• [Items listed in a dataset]
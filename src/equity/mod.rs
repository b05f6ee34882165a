//! Runout enumeration, showdown settlement and equity accumulation.
//!
//! - [`Runout`]: every (or a random sample of) completion of the board
//! - [`Settlement`]: who takes each half of the pot on one complete board
//! - [`Tally`]: per-player counters folded over many settlements
//! - [`Calculator`]: parallel orchestration producing a [`Report`]
pub mod calculator;
pub use calculator::*;

pub mod error;
pub use error::*;

pub mod evaluate;
pub use evaluate::*;

pub mod mode;
pub use mode::*;

pub mod progress;
pub use progress::*;

pub mod report;
pub use report::*;

pub mod runout;
pub use runout::*;

pub mod scoring;
pub use scoring::*;

pub mod settlement;
pub use settlement::*;

pub mod table;
pub use table::*;

pub mod tally;
pub use tally::*;
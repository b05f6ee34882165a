use super::error::EquityError;
use super::evaluate::{Evaluate, Variant};
use super::mode::Mode;
use super::progress::Progress;
use super::report::Report;
use super::settlement::Settlement;
use super::table::Table;
use super::tally::Tally;
use crate::SAMPLING_CHUNK;
use crate::cards::board::Board;
use crate::cards::hand::Hand;
use rand::SeedableRng;
use rand::rngs::SmallRng;
use rayon::prelude::*;
use std::time::Instant;

/// Runs a [`Table`] to completion on a dedicated worker pool.
///
/// Exhaustive runs split the completions across workers. Monte Carlo runs
/// split the iterations into chunks of [`SAMPLING_CHUNK`], and chunk `j`
/// samples from its own generator seeded with `seed + j`: a given seed
/// reproduces the same report whatever the number of threads.
///
/// Each worker folds a private [`Tally`]; the partial tallies are merged
/// once at the end, and nothing is reported before that.
pub struct Calculator<E = Variant> {
    table: Table,
    mode: Mode,
    evaluator: E,
    threads: usize,
    seed: u64,
    deadline: Option<Instant>,
}

impl Calculator<Variant> {
    pub fn new(table: Table) -> Self {
        Self {
            table,
            mode: Mode::default(),
            evaluator: Variant::default(),
            threads: num_cpus::get(),
            seed: rand::random(),
            deadline: None,
        }
    }
}

impl<E: Evaluate> Calculator<E> {
    pub fn mode(mut self, mode: Mode) -> Self {
        self.mode = mode;
        self
    }
    pub fn variant<F: Evaluate>(self, evaluator: F) -> Calculator<F> {
        Calculator {
            table: self.table,
            mode: self.mode,
            evaluator,
            threads: self.threads,
            seed: self.seed,
            deadline: self.deadline,
        }
    }
    pub fn threads(mut self, threads: usize) -> Self {
        self.threads = threads.max(1);
        self
    }
    pub fn seed(mut self, seed: u64) -> Self {
        self.seed = seed;
        self
    }
    /// Abandon the run with [`EquityError::Interrupted`] once this passes.
    pub fn deadline(mut self, deadline: Instant) -> Self {
        self.deadline = Some(deadline);
        self
    }

    pub fn run(&self) -> Result<Report, EquityError> {
        let runout = self.table.runout();
        let total = match self.mode {
            Mode::Exhaustive => runout.combinations() as u64,
            Mode::MonteCarlo(m) => m as u64,
        };
        log::info!(
            "evaluating {} boards ({}) for {} players on {} threads",
            total,
            self.mode,
            self.table.players(),
            self.threads,
        );
        log::debug!(
            "known board [{}] dead [{}] unseen {} missing {} seed {}",
            self.table.board(),
            self.table.dead(),
            runout.unseen().size(),
            runout.missing(),
            self.seed,
        );
        let progress = Progress::new(total);
        let pool = rayon::ThreadPoolBuilder::new()
            .num_threads(self.threads)
            .build()
            .map_err(|e| EquityError::Runtime(e.to_string()))?;
        let tally = pool.install(|| match self.mode {
            Mode::Exhaustive => self.exhaust(&progress),
            Mode::MonteCarlo(m) => self.sample(m, &progress),
        })?;
        log::info!(
            "evaluated {} boards in {:.2?}",
            tally.boards(),
            progress.elapsed()
        );
        tally.finish(&self.table, self.mode)
    }

    fn exhaust(&self, progress: &Progress) -> Result<Tally, EquityError> {
        let players = self.table.players();
        self.table
            .runout()
            .exhaust()
            .collect::<Vec<Hand>>()
            .into_par_iter()
            .try_fold(
                || Tally::new(players),
                |tally, board| self.settle(tally, board, 1, progress),
            )
            .try_reduce(|| Tally::new(players), |a, b| Ok(a.merge(b)))
    }

    fn sample(&self, m: usize, progress: &Progress) -> Result<Tally, EquityError> {
        let players = self.table.players();
        let runout = self.table.runout();
        if Board::from(runout.known()).is_complete() {
            // every sample is the same board
            return match m {
                0 => Ok(Tally::new(players)),
                _ => self.settle(Tally::new(players), runout.known(), m as u64, progress),
            };
        }
        (0..m.div_ceil(SAMPLING_CHUNK))
            .into_par_iter()
            .map(|chunk| {
                let size = SAMPLING_CHUNK.min(m - chunk * SAMPLING_CHUNK);
                let mut rng = SmallRng::seed_from_u64(self.seed.wrapping_add(chunk as u64));
                runout
                    .sample(&mut rng, size)
                    .try_fold(Tally::new(players), |tally, board| {
                        self.settle(tally, board, 1, progress)
                    })
            })
            .try_reduce(|| Tally::new(players), |a, b| Ok(a.merge(b)))
    }

    fn settle(
        &self,
        mut tally: Tally,
        board: Hand,
        weight: u64,
        progress: &Progress,
    ) -> Result<Tally, EquityError> {
        if self.deadline.is_some_and(|deadline| Instant::now() >= deadline) {
            return Err(EquityError::Interrupted {
                boards: progress.ticks(),
            });
        }
        let settlement = Settlement::resolve(&self.evaluator, self.table.holes(), board)?;
        tally.observe(&settlement, weight);
        progress.tick(weight);
        Ok(tally)
    }
}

• [Goal of the exercise] Would you transcribe every entry exactly?

• [Answer section]
filename src/equity/mod.rs
repository b05f6ee34882165a
//! Runout enumeration, showdown settlement and equity accumulation.
//!
//! - [`Runout`]: every (or a random sample of) completion of the board
//! - [`Settlement`]: who takes each half of the pot on one complete board
//! - [`Tally`]: per-player counters folded over many settlements
//! - [`Calculator`]: parallel orchestration producing a [`Report`]
pub mod calculator;
pub use calculator::*;

pub mod error;
pub use error::*;

pub mod evaluate;
pub use evaluate::*;

pub mod mode;
pub use mode::*;

pub mod progress;
pub use progress::*;

pub mod report;
pub use report::*;

pub mod runout;
pub use runout::*;

pub mod scoring;
pub use scoring::*;

pub mod settlement;
pub use settlement::*;

pub mod table;
pub use table::*;

pub mod tally;
pub use tally::*;
repository b05f6ee34882165a
use super::error::EquityError;
use super::evaluate::{Evaluate, Variant};
use super::mode::Mode;
use super::progress::Progress;
use super::report::Report;
use super::settlement::Settlement;
use super::table::Table;
use super::tally::Tally;
use crate::SAMPLING_CHUNK;
use crate::cards::board::Board;
use crate::cards::hand::Hand;
use rand::SeedableRng;
use rand::rngs::SmallRng;
use rayon::prelude::*;
use std::time::Instant;

/// Runs a [`Table`] to completion on a dedicated worker pool.
///
/// Exhaustive runs split the completions across workers. Monte Carlo runs
/// split the iterations into chunks of [`SAMPLING_CHUNK`], and chunk `j`
/// samples from its own generator seeded with `seed + j`: a given seed
/// reproduces the same report whatever the number of threads.
///
/// Each worker folds a private [`Tally`]; the partial tallies are merged
/// once at the end, and nothing is reported before that.
pub struct Calculator<E = Variant> {
    table: Table,
    mode: Mode,
    evaluator: E,
    threads: usize,
    seed: u64,
    deadline: Option<Instant>,
}

impl Calculator<Variant> {
    pub fn new(table: Table) -> Self {
        Self {
            table,
            mode: Mode::default(),
            evaluator: Variant::default(),
            threads: num_cpus::get(),
            seed: rand::random(),
            deadline: None,
        }
    }
}

impl<E: Evaluate> Calculator<E> {
    pub fn mode(mut self, mode: Mode) -> Self {
        self.mode = mode;
        self
    }
    pub fn variant<F: Evaluate>(self, evaluator: F) -> Calculator<F> {
        Calculator {
            table: self.table,
            mode: self.mode,
            evaluator,
            threads: self.threads,
            seed: self.seed,
            deadline: self.deadline,
        }
    }
    pub fn threads(mut self, threads: usize) -> Self {
        self.threads = threads.max(1);
        self
    }
    pub fn seed(mut self, seed: u64) -> Self {
        self.seed = seed;
        self
    }
    /// Abandon the run with [`EquityError::Interrupted`] once this passes.
    pub fn deadline(mut self, deadline: Instant) -> Self {
        self.deadline = Some(deadline);
        self
    }

    pub fn run(&self) -> Result<Report, EquityError> {
        let runout = self.table.runout();
        let total = match self.mode {
            Mode::Exhaustive => runout.combinations() as u64,
            Mode::MonteCarlo(m) => m as u64,
        };
        log::info!(
            "evaluating {} boards ({}) for {} players on {} threads",
            total,
            self.mode,
            self.table.players(),
            self.threads,
        );
        log::debug!(
            "known board [{}] dead [{}] unseen {} missing {} seed {}",
            self.table.board(),
            self.table.dead(),
            runout.unseen().size(),
            runout.missing(),
            self.seed,
        );
        let progress = Progress::new(total);
        let pool = rayon::ThreadPoolBuilder::new()
            .num_threads(self.threads)
            .build()
            .map_err(|e| EquityError::Runtime(e.to_string()))?;
        let tally = pool.install(|| match self.mode {
            Mode::Exhaustive => self.exhaust(&progress),
            Mode::MonteCarlo(m) => self.sample(m, &progress),
        })?;
        log::info!(
            "evaluated {} boards in {:.2?}",
            tally.boards(),
            progress.elapsed()
        );
        tally.finish(&self.table, self.mode)
    }

    fn exhaust(&self, progress: &Progress) -> Result<Tally, EquityError> {
        let players = self.table.players();
        self.table
            .runout()
            .exhaust()
            .collect::<Vec<Hand>>()
            .into_par_iter()
            .try_fold(
                || Tally::new(players),
                |tally, board| self.settle(tally, board, 1, progress),
            )
            .try_reduce(|| Tally::new(players), |a, b| Ok(a.merge(b)))
    }

    fn sample(&self, m: usize, progress: &Progress) -> Result<Tally, EquityError> {
        let players = self.table.players();
        let runout = self.table.runout();
        if Board::from(runout.known()).is_complete() {
            // every sample is the same board
            return match m {
                0 => Ok(Tally::new(players)),
                _ => self.settle(Tally::new(players), runout.known(), m as u64, progress),
            };
        }
        (0..m.div_ceil(SAMPLING_CHUNK))
            .into_par_iter()
            .map(|chunk| {
                let size = SAMPLING_CHUNK.min(m - chunk * SAMPLING_CHUNK);
                let mut rng = SmallRng::seed_from_u64(self.seed.wrapping_add(chunk as u64));
                runout
                    .sample(&mut rng, size)
                    .try_fold(Tally::new(players), |tally, board| {
                        self.settle(tally, board, 1, progress)
                    })
            })
            .try_reduce(|| Tally::new(players), |a, b| Ok(a.merge(b)))
    }

    fn settle(
        &self,
        mut tally: Tally,
        board: Hand,
        weight: u64,
        progress: &Progress,
    ) -> Result<Tally, EquityError> {
        if self.deadline.is_some_and(|deadline| Instant::now() >= deadline) {
            return Err(EquityError::Interrupted {
                boards: progress.ticks(),
            });
        }
        let settlement = Settlement::resolve(&self.evaluator, self.table.holes(), board)?;
        tally.observe(&settlement, weight);
        progress.tick(weight);
        Ok(tally)
    }
}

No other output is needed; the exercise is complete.